§ **Brief**:
Retype, exactly as they appear below, the lines between the line holding "use clap::ValueEnum;" and the line holding "built with PyO3", both ends included.

§ **Excerpted data**:
[Start of Attachment]
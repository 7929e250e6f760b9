//! Per-file outcomes of a sync run.
//!
//! The sync engine appends one [`ReportRow`] per step it takes. The caller
//! owns the [`SyncReport`] so it can render whatever was recorded even when
//! the run aborts halfway.

use serde::Serialize;
use std::fmt;

/// What happened to one file or issue during a sync run.
#[derive(Debug, Clone, Copy, PartialEq, Eq, Hash, Serialize)]
#[serde(rename_all = "kebab-case")]
pub enum SyncAction {
    /// A fresh identifier was written into the file
    IdAssigned,
    /// A new issue row was inserted
    Created,
    /// Title or description changed and both sides were rewritten
    Updated,
    /// File and database already agree
    Unchanged,
    /// A file was materialized for a database-only issue
    Synced,
    /// The step failed; see the row detail
    Error,
}

impl SyncAction {
    /// Every action, in display order.
    pub const ALL: [Self; 6] = [
        Self::IdAssigned,
        Self::Created,
        Self::Updated,
        Self::Unchanged,
        Self::Synced,
        Self::Error,
    ];

    /// Short action label.
    #[must_use]
    pub fn label(&self) -> &'static str {
        match self {
            Self::IdAssigned => "UUID Prepended",
            Self::Created => "Created",
            Self::Updated => "Updated",
            Self::Unchanged => "Unchanged",
            Self::Synced => "Synced",
            Self::Error => "Error",
        }
    }

    /// Longer status description.
    #[must_use]
    pub fn status(&self) -> &'static str {
        match self {
            Self::IdAssigned => "New UUID Added",
            Self::Created => "New Issue Created",
            Self::Updated => "Updated in DB & Markdown",
            Self::Unchanged => "No Changes",
            Self::Synced => "Markdown File Created",
            Self::Error => "Failed",
        }
    }
}

impl fmt::Display for SyncAction {
    fn fmt(&self, f: &mut fmt::Formatter<'_>) -> fmt::Result {
        f.write_str(self.label())
    }
}

/// One line of the sync report.
#[derive(Debug, Clone, PartialEq, Eq, Serialize)]
pub struct ReportRow {
    /// File name (or generated file name for materialized issues)
    pub name: String,
    /// Outcome
    pub action: SyncAction,
    /// Error message for failed steps
    pub detail: Option<String>,
}

impl ReportRow {
    /// The status label shown next to the action.
    #[must_use]
    pub fn status(&self) -> &'static str {
        self.action.status()
    }
}

/// Accumulates the outcome of every step of a sync run.
#[derive(Debug, Clone, Default, PartialEq, Eq, Serialize)]
pub struct SyncReport {
    rows: Vec<ReportRow>,
}

impl SyncReport {
    /// An empty report.
    #[must_use]
    pub fn new() -> Self {
        Self::default()
    }

    /// Record a successful step.
    pub fn record(&mut self, name: impl Into<String>, action: SyncAction) {
        self.rows.push(ReportRow {
            name: name.into(),
            action,
            detail: None,
        });
    }

    /// Record a failed step.
    pub fn record_error(&mut self, name: impl Into<String>, detail: impl fmt::Display) {
        self.rows.push(ReportRow {
            name: name.into(),
            action: SyncAction::Error,
            detail: Some(detail.to_string()),
        });
    }

    /// All rows in recording order.
    #[must_use]
    pub fn rows(&self) -> &[ReportRow] {
        &self.rows
    }

    /// Number of rows with the given action.
    #[must_use]
    pub fn count(&self, action: SyncAction) -> usize {
        self.rows.iter().filter(|r| r.action == action).count()
    }

    /// Returns `true` if any step failed.
    #[must_use]
    pub fn has_errors(&self) -> bool {
        self.rows.iter().any(|r| r.action == SyncAction::Error)
    }

    /// Returns `true` if nothing was recorded.
    #[must_use]
    pub fn is_empty(&self) -> bool {
        self.rows.is_empty()
    }

    /// One-line summary, e.g. `2 created, 1 unchanged`.
    ///
    /// Actions that never occurred are omitted.
    #[must_use]
    pub fn summary(&self) -> String {
        let parts: Vec<String> = SyncAction::ALL
            .iter()
            .filter_map(|action| {
                let n = self.count(*action);
                (n > 0).then(|| format!("{n} {}", action.label().to_lowercase()))
            })
            .collect();

        if parts.is_empty() {
            "nothing to sync".to_string()
        } else {
            parts.join(", ")
        }
    }
}

#[cfg(test)]
mod tests {
    use super::*;

    #[test]
    fn records_rows_in_order() {
        let mut report = SyncReport::new();
        report.record("a.md", SyncAction::IdAssigned);
        report.record("a.md", SyncAction::Created);
        report.record_error("b.md", "expected at least 2 lines");

        let actions: Vec<_> = report.rows().iter().map(|r| r.action).collect();
        assert_eq!(
            actions,
            vec![SyncAction::IdAssigned, SyncAction::Created, SyncAction::Error]
        );
        assert_eq!(
            report.rows()[2].detail.as_deref(),
            Some("expected at least 2 lines")
        );
        assert!(report.has_errors());
    }

    #[test]
    fn summary_lists_only_seen_actions() {
        let mut report = SyncReport::new();
        report.record("a.md", SyncAction::Created);
        report.record("b.md", SyncAction::Created);
        report.record("c.md", SyncAction::Unchanged);

        assert_eq!(report.summary(), "2 created, 1 unchanged");
        assert!(!report.has_errors());
    }

    #[test]
    fn empty_report_summary() {
        assert_eq!(SyncReport::new().summary(), "nothing to sync");
    }

    #[test]
    fn status_labels_match_actions() {
        assert_eq!(SyncAction::IdAssigned.status(), "New UUID Added");
        assert_eq!(SyncAction::Synced.label(), "Synced");
        assert_eq!(SyncAction::Error.status(), "Failed");
    }
}
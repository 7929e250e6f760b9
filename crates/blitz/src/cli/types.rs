//! CLI value enums and domain type conversions.

use clap::ValueEnum;

use crate::domain::ProjectKind;

/// Project kind for CLI arguments
#[derive(ValueEnum, Debug, Clone, Copy, PartialEq, Eq)]
pub enum ProjectKindArg {
    /// Python command-line application
    #[value(name = "python-cli", alias = "python_cli")]
    PythonCli,
    /// Rust extension module for Python built with PyO3
    #[value(name = "pyo3-rust-extension", alias = "pyo3_rust_extension")]
    Pyo3RustExtension,
}

impl From<ProjectKindArg> for ProjectKind {
    fn from(arg: ProjectKindArg) -> Self {
        match arg {
            ProjectKindArg::PythonCli => Self::PythonCli,
            ProjectKindArg::Pyo3RustExtension => Self::Pyo3RustExtension,
        }
    }
}
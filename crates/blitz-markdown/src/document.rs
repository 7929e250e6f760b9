//! The issue file layout.
//!
//! Files are parsed line by line. Every field is trimmed, so a document read
//! from disk and rendered again only differs from the original in
//! surrounding whitespace.

use std::fmt;

use thiserror::Error;

/// Minimum number of lines an issue file must contain (identifier + title).
pub const MIN_LINES: usize = 2;

/// Errors raised while parsing an issue file.
#[derive(Debug, Clone, PartialEq, Eq, Error)]
pub enum ParseError {
    /// The file is missing the identifier line or the title line.
    #[error("expected at least {MIN_LINES} lines (identifier and title), found {found}")]
    TooFewLines {
        /// Number of lines actually present.
        found: usize,
    },
}

/// The `(id, title, description)` triple stored in one issue file.
///
/// `id_line` is kept verbatim (after trimming) because a file written by
/// hand may carry an empty or malformed identifier until the first sync
/// assigns one.
#[derive(Debug, Clone, PartialEq, Eq, Default)]
pub struct IssueDocument {
    /// First line: the identifier, possibly empty or invalid.
    pub id_line: String,
    /// Second line: the title, possibly starting with a `#` heading marker.
    pub title: String,
    /// Remaining lines after the blank separator.
    pub description: String,
}

impl IssueDocument {
    /// Build a document from its three fields, trimming each one.
    pub fn new(
        id_line: impl Into<String>,
        title: impl Into<String>,
        description: impl Into<String>,
    ) -> Self {
        Self {
            id_line: id_line.into().trim().to_string(),
            title: title.into().trim().to_string(),
            description: description.into().trim().to_string(),
        }
    }

    /// Parse the content of an issue file.
    ///
    /// # Errors
    ///
    /// Returns [`ParseError::TooFewLines`] when the text has fewer than two
    /// lines.
    pub fn parse(text: &str) -> Result<Self, ParseError> {
        let mut lines = text.lines();

        let (Some(id_line), Some(title)) = (lines.next(), lines.next()) else {
            return Err(ParseError::TooFewLines {
                found: text.lines().count(),
            });
        };

        let description = lines.collect::<Vec<_>>().join("\n");

        Ok(Self::new(id_line, title, description))
    }

    /// Render the canonical file content.
    ///
    /// The layout is `id`, `title`, a blank line, then the description,
    /// terminated by a single newline.
    #[must_use]
    pub fn render(&self) -> String {
        format!("{}\n{}\n\n{}\n", self.id_line, self.title, self.description)
    }

    /// Returns a copy of this document carrying a different identifier.
    #[must_use]
    pub fn with_id(&self, id: impl Into<String>) -> Self {
        Self::new(id, self.title.clone(), self.description.clone())
    }
}

impl fmt::Display for IssueDocument {
    fn fmt(&self, f: &mut fmt::Formatter<'_>) -> fmt::Result {
        f.write_str(&self.render())
    }
}

#[cfg(test)]
mod tests {
    use super::*;
    use rstest::rstest;

    #[test]
    fn parse_full_document() {
        let doc = IssueDocument::parse("abc\n# Fix login bug\n\nFirst line\nSecond line\n").unwrap();

        assert_eq!(doc.id_line, "abc");
        assert_eq!(doc.title, "# Fix login bug");
        assert_eq!(doc.description, "First line\nSecond line");
    }

    #[test]
    fn parse_trims_fields() {
        let doc = IssueDocument::parse("  abc  \n  Title  \n\n\n  Body  \n\n").unwrap();

        assert_eq!(doc.id_line, "abc");
        assert_eq!(doc.title, "Title");
        assert_eq!(doc.description, "Body");
    }

    #[test]
    fn parse_two_lines_has_empty_description() {
        let doc = IssueDocument::parse("abc\nTitle").unwrap();

        assert_eq!(doc.title, "Title");
        assert!(doc.description.is_empty());
    }

    #[test]
    fn parse_handles_crlf() {
        let doc = IssueDocument::parse("abc\r\nTitle\r\n\r\nBody\r\n").unwrap();

        assert_eq!(doc.id_line, "abc");
        assert_eq!(doc.title, "Title");
        assert_eq!(doc.description, "Body");
    }

    #[rstest]
    #[case::empty("", 0)]
    #[case::single_line("My Title", 1)]
    #[case::single_line_with_newline("My Title\n", 1)]
    fn parse_rejects_short_files(#[case] text: &str, #[case] found: usize) {
        let err = IssueDocument::parse(text).unwrap_err();
        assert_eq!(err, ParseError::TooFewLines { found });
        assert!(err.to_string().contains("at least 2 lines"));
    }

    #[test]
    fn render_uses_canonical_layout() {
        let doc = IssueDocument::new("u1", "Fix login bug", "Steps to reproduce");

        assert_eq!(doc.render(), "u1\nFix login bug\n\nSteps to reproduce\n");
    }

    #[test]
    fn with_id_keeps_title_and_description() {
        let doc = IssueDocument::new("", "Title", "Body").with_id("u2");

        assert_eq!(doc.id_line, "u2");
        assert_eq!(doc.title, "Title");
        assert_eq!(doc.description, "Body");
    }
}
[End of Attachment]
§ **Task response**:
use clap::ValueEnum;

use crate::domain::ProjectKind;

/// Project kind for CLI arguments
#[derive(ValueEnum, Debug, Clone, Copy, PartialEq, Eq)]
pub enum ProjectKindArg {
    /// Python command-line application
    #[value(name = "python-cli", alias = "python_cli")]
    PythonCli,
    /// Rust extension module for Python built with PyO3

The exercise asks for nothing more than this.